Subject: kern/25099: pppoe(4) shouldn't expose authentication names to regular users
To: None <gnats-bugs@gnats.NetBSD.org>
From: Christian Biere <christianbiere@gmx.de>
List: netbsd-bugs
Date: 04/08/2004 08:46:33
>Number:         25099
>Category:       kern
>Synopsis:       pppoe(4) shouldn't expose authentication names to regular users
>Confidential:   no
>Severity:       non-critical
>Priority:       medium
>Responsible:    kern-bug-people
>State:          open
>Class:          change-request
>Submitter-Id:   net
>Arrival-Date:   Thu Apr 08 06:47:00 UTC 2004
>Closed-Date:
>Last-Modified:
>Originator:     Christian Biere
>Release:        NetBSD 2.0B
>Organization:
>Environment:
System: NetBSD cyclonus 2.0B NetBSD 2.0B (STARSCREAM) #0: Mon Apr 5 04:06:21 CEST 2004 bin@cyclonus:/usr/obj/sys/arch/i386/compile/STARSCREAM i386
Architecture: i386
Machine: i386
>Description:

Every local user can see the myauthname and hisauthname settings for a pppoe
device using /sbin/pppoectl which uses the ioctl(s, SPPPAUTHCFG, ...) to
get this information.

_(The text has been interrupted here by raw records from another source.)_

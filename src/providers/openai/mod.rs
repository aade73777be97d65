//! OpenAI / Azure OpenAI wire client
//!
//! One client type serves both backend variants; only URL construction and
//! authentication headers differ.

mod client;
pub mod request;

pub use client::{OpenAiClient, POLL_AFTER_HEADER};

Both could be misused for e.g., a Denial-of-Service
attack because some ISPs lock the account after several failed connection
attempts. This could also be used to identify the user of a dial-in account.
Of course, this requires either a hostile user or a (partially) hacked
account. A regular cannot start a PPPoE session but a DoS is often possible
from a different machine since ISPs offer accounts that can be used from
anywhere.

>How-To-Repeat:

$ /sbin/pppoectl pppoe0

>Fix:

Require super-user privileges for the SPPPAUTHCFG ioctl().
>Release-Note:
>Audit-Trail:
>Unformatted: